Iowa bans mask mandates as issue grows more political

College graduate with mask
College graduate with mask

Phil Roeder / Flickr cc

Early this morning Iowa Gov. Kim Reynolds signed a bill that prevents mask mandates in K-12 schools and restricts city and county mandates to public property, according to the Des Moines Register.

"The state of Iowa is putting parents back in control of their child's education and taking greater steps to protect the rights of all Iowans to make their own healthcare decisions," Reynolds said in a statement. "I am proud to be a governor of a state that values personal responsibility and individual liberties. I want to thank the Iowa Legislature for their quick work in bringing this bill to my desk so that it can be signed into law."

Immediately the Des Moines Public School district posted on Twitter that it was disappointed in the bill and still encouraged mask use for unvaccinated students.

"Due to the size of our district, limited space in our buildings, and the number of students still unvaccinated, DMPS continues to strongly encourage masks while inside buildings," the district said.

Across the country the political fervor around mask wearing, or not mask wearing, is once again picking up heat after the Centers for Disease Control and Prevention (CDC) said last week that fully vaccinated Americans needn't wear a mask in most indoor and outdoor public settings.

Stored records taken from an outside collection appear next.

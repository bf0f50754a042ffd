//! Consumers of finalized results
//!
//! The engine hands each [`StatResult`] to a [`ResultSink`]. Two sinks ship
//! with the crate: [`MemorySink`] collects results in order, and
//! [`JsonLinesSink`] appends one readable JSON object per result to a file
//! per (variable, statistic kind).

use std::collections::hash_map::Entry;
use std::collections::HashMap;
use std::fs::{self, File, OpenOptions};
use std::io::{BufWriter, Write};
use std::path::{Path, PathBuf};

use ndarray::ArrayD;
use serde_json::{json, Value};
use tracing::info;

use crate::accumulator::StatKind;
use crate::error::Result;
use crate::result::{StatResult, StatValue};

const TIME_FORMAT: &str = "%Y-%m-%dT%H:%M:%S";

/// Destination for finalized results
pub trait ResultSink {
    /// Take ownership of one result
    fn accept(&mut self, result: StatResult) -> Result<()>;

    /// Push buffered output to its destination
    fn flush(&mut self) -> Result<()> {
        Ok(())
    }
}

/// Keeps every result in arrival order
#[derive(Debug, Default)]
pub struct MemorySink {
    results: Vec<StatResult>,
}

impl MemorySink {
    pub fn new() -> Self {
        Self::default()
    }

    pub fn results(&self) -> &[StatResult] {
        &self.results
    }

    pub fn into_results(self) -> Vec<StatResult> {
        self.results
    }
}

impl ResultSink for MemorySink {
    fn accept(&mut self, result: StatResult) -> Result<()> {
        self.results.push(result);
        Ok(())
    }
}

/// Appends results as JSON lines under a directory
///
/// Files are named `<variable>_<kind>.jsonl`. Non-finite values are written
/// as `null`.
pub struct JsonLinesSink {
    dir: PathBuf,
    writers: HashMap<(String, StatKind), BufWriter<File>>,
}

impl JsonLinesSink {
    pub fn new(dir: impl Into<PathBuf>) -> Result<Self> {
        let dir = dir.into();
        fs::create_dir_all(&dir)?;
        Ok(Self {
            dir,
            writers: HashMap::new(),
        })
    }

    pub fn dir(&self) -> &Path {
        &self.dir
    }

    /// Path of the file results for (`variable`, `kind`) are appended to
    pub fn file_for(&self, variable: &str, kind: StatKind) -> PathBuf {
        self.dir.join(format!("{}_{}.jsonl", variable, kind))
    }

    fn writer(&mut self, variable: &str, kind: StatKind) -> Result<&mut BufWriter<File>> {
        let path = self.file_for(variable, kind);
        match self.writers.entry((variable.to_string(), kind)) {
            Entry::Occupied(entry) => Ok(entry.into_mut()),
            Entry::Vacant(entry) => {
                let file = OpenOptions::new().create(true).append(true).open(&path)?;
                info!(path = %path.display(), "writing results");
                Ok(entry.insert(BufWriter::new(file)))
            }
        }
    }
}

impl ResultSink for JsonLinesSink {
    fn accept(&mut self, result: StatResult) -> Result<()> {
        let line = serde_json::to_string(&readable(&result))?;
        let writer = self.writer(&result.variable, result.kind)?;
        writeln!(writer, "{}", line)?;
        Ok(())
    }

    fn flush(&mut self) -> Result<()> {
        for writer in self.writers.values_mut() {
            writer.flush()?;
        }
        Ok(())
    }
}

impl Drop for JsonLinesSink {
    fn drop(&mut self) {
        let _ = ResultSink::flush(self);
    }
}

fn number(v: f64) -> Value {
    if v.is_finite() {
        json!(v)
    } else {
        Value::Null
    }
}

fn field(array: &ArrayD<f64>) -> Value {
    json!({
        "shape": array.shape(),
        "data": array.iter().map(|&v| number(v)).collect::<Vec<_>>(),
    })
}

fn readable_value(value: &StatValue) -> Value {
    match value {
        StatValue::Field { values } => json!({ "type": "field", "values": field(values) }),
        StatValue::Extreme { values, timings } => json!({
            "type": "extreme",
            "values": field(values),
            "timings": timings
                .iter()
                .map(|t| t.map(|t| t.format(TIME_FORMAT).to_string()))
                .collect::<Vec<_>>(),
        }),
        StatValue::Exceedance { threshold, counts, frequency } => json!({
            "type": "exceedance",
            "threshold": number(*threshold),
            "counts": { "shape": counts.shape(), "data": counts.iter().collect::<Vec<_>>() },
            "frequency": field(frequency),
        }),
        StatValue::Percentiles { percentiles, values } => json!({
            "type": "percentiles",
            "percentiles": percentiles,
            "values": field(values),
        }),
        StatValue::Histogram { counts, edges } => json!({
            "type": "histogram",
            "counts": field(counts),
            "edges": field(edges),
        }),
        StatValue::Raw { entries } => json!({
            "type": "raw",
            "entries": entries
                .iter()
                .map(|e| json!({ "timestamp": e.timestamp.format(TIME_FORMAT).to_string(), "values": field(&e.values) }))
                .collect::<Vec<_>>(),
        }),
        StatValue::Empty => json!({ "type": "empty" }),
    }
}

/// Self-describing JSON form of a result
pub fn readable(result: &StatResult) -> Value {
    json!({
        "variable": result.variable,
        "statistic": result.kind.as_str(),
        "frequency": result.frequency().as_str(),
        "dims": result.dims,
        "start": result.start().format(TIME_FORMAT).to_string(),
        "end": result.end().format(TIME_FORMAT).to_string(),
        "output_start": result.output_start.format(TIME_FORMAT).to_string(),
        "output_end": result.output_end.format(TIME_FORMAT).to_string(),
        "complete": result.is_complete(),
        "partial": result.is_partial(),
        "provisional": result.provisional,
        "absorbed": result.absorbed(),
        "expected": result.expected(),
        "gaps": result.gaps(),
        "value": readable_value(&result.value),
    })
}

#[cfg(test)]
mod tests {
    use super::*;
    use crate::buckets::{Bucket, Frequency};
    use chrono::{NaiveDate, NaiveDateTime};
    use ndarray::IxDyn;

    fn at(d: u32) -> NaiveDateTime {
        NaiveDate::from_ymd_opt(2020, 1, d)
            .unwrap()
            .and_hms_opt(0, 0, 0)
            .unwrap()
    }

    fn result(variable: &str, kind: StatKind, values: Vec<f64>) -> StatResult {
        let mut bucket = Bucket::new(at(1), at(2), Frequency::Daily, 24);
        bucket.absorbed = 24;
        bucket.complete = true;
        StatResult {
            variable: variable.to_string(),
            kind,
            dims: vec!["site".to_string()],
            bucket,
            provisional: false,
            output_start: at(1),
            output_end: at(2),
            value: StatValue::Field {
                values: ArrayD::from_shape_vec(IxDyn(&[values.len()]), values).unwrap(),
            },
        }
    }

    // ---- MemorySink ----

    #[test]
    fn test_memory_sink_keeps_order() {
        let mut sink = MemorySink::new();
        sink.accept(result("tas", StatKind::Mean, vec![1.0])).unwrap();
        sink.accept(result("pr", StatKind::Max, vec![2.0])).unwrap();
        sink.flush().unwrap();

        assert_eq!(sink.results().len(), 2);
        let results = sink.into_results();
        assert_eq!(results[0].variable, "tas");
        assert_eq!(results[1].variable, "pr");
    }

    // ---- Readable form ----

    #[test]
    fn test_readable_writes_nan_as_null() {
        let value = readable(&result("tas", StatKind::Mean, vec![1.5, f64::NAN]));

        assert_eq!(value["statistic"], "mean");
        assert_eq!(value["frequency"], "daily");
        assert_eq!(value["start"], "2020-01-01T00:00:00");
        assert_eq!(value["complete"], true);
        assert_eq!(value["value"]["values"]["data"][0], 1.5);
        assert!(value["value"]["values"]["data"][1].is_null());
    }

    // ---- JsonLinesSink ----

    #[test]
    fn test_json_lines_one_file_per_stream() {
        let dir = tempfile::tempdir().unwrap();
        let mut sink = JsonLinesSink::new(dir.path().join("out")).unwrap();

        sink.accept(result("tas", StatKind::Mean, vec![1.0])).unwrap();
        sink.accept(result("tas", StatKind::Mean, vec![2.0])).unwrap();
        sink.accept(result("tas", StatKind::Max, vec![3.0])).unwrap();
        sink.flush().unwrap();

        let means = fs::read_to_string(sink.file_for("tas", StatKind::Mean)).unwrap();
        let lines: Vec<&str> = means.lines().collect();
        assert_eq!(lines.len(), 2);
        let second: Value = serde_json::from_str(lines[1]).unwrap();
        assert_eq!(second["value"]["values"]["data"][0], 2.0);

        let maxes = fs::read_to_string(sink.file_for("tas", StatKind::Max)).unwrap();
        assert_eq!(maxes.lines().count(), 1);
    }

    #[test]
    fn test_json_lines_flushes_on_drop() {
        let dir = tempfile::tempdir().unwrap();
        let path = {
            let mut sink = JsonLinesSink::new(dir.path()).unwrap();
            sink.accept(result("tas", StatKind::Mean, vec![1.0])).unwrap();
            sink.file_for("tas", StatKind::Mean)
        };
        let contents = fs::read_to_string(path).unwrap();
        assert_eq!(contents.lines().count(), 1);
    }
}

Now Republican governors, like Reynolds and Greg Abbott of Texas, are not just doing away with mask mandates, but actively banning the creation of such laws.

The tension goes all the way to Washington D.C., where House Democrats yesterday defeated a Republican-led attempt to abolish the chamber's mask requirements for vaccinated members, Politico reports. 

Pfizer, J&J vaccine news

The chief executive of Emergent BioSolutions told Congress yesterday that more than 100 million doses of Johnson & Johnson's COVID-19 vaccine manufactured at Emergent's Baltimore plant are now on hold as regulators check them for possible contamination, the New York Times reports.

The plant was shut down last month after contamination spoiled 15 million J&J vaccine doses.

In other vaccine news, the Food and Drug Administration (FDA) says the Pfizer/BioNTech vaccine can now be stored at normal refrigerator temperatures for up to a month, according to NPR.

The guidance also says thawed doses of the vaccine vials can be stored in in the refrigerator for up to 5 days.

The CDC COVID Data Tracker shows 349,210,095 COVID-19 vaccine doses have been delivered in the United States, and 277,290,173 have been administered. Currently, 125,453,423 Americans are fully vaccinated.

Also yesterday the FDA warned that COVID-19 antibody tests should not be used to determine immunity or protection against COVID-19 at any time, especially after a person has received a COVID-19 vaccination.

Other US developments

  • Yesterday the United States reported 29,293 new COVID-19 cases and 655 deaths, according to the Johns Hopkins COVID-19 tracker. In total, the country has confirmed 33,041,136 COVID-19 cases, including 588,185 deaths.

  • In some states, restaurant visits are up to pre-pandemic levels, the Washington Post reports. Review site Yelp shows restaurant reservations in April were up 46% compared with April 2019.

  • CDC officials told Congress on Wednesday that they are expecting data from trials testing COVID-19 vaccines in pregnant women this summer and from trials in children as young as 6 months old by the end of the year, CNBC reported yesterday.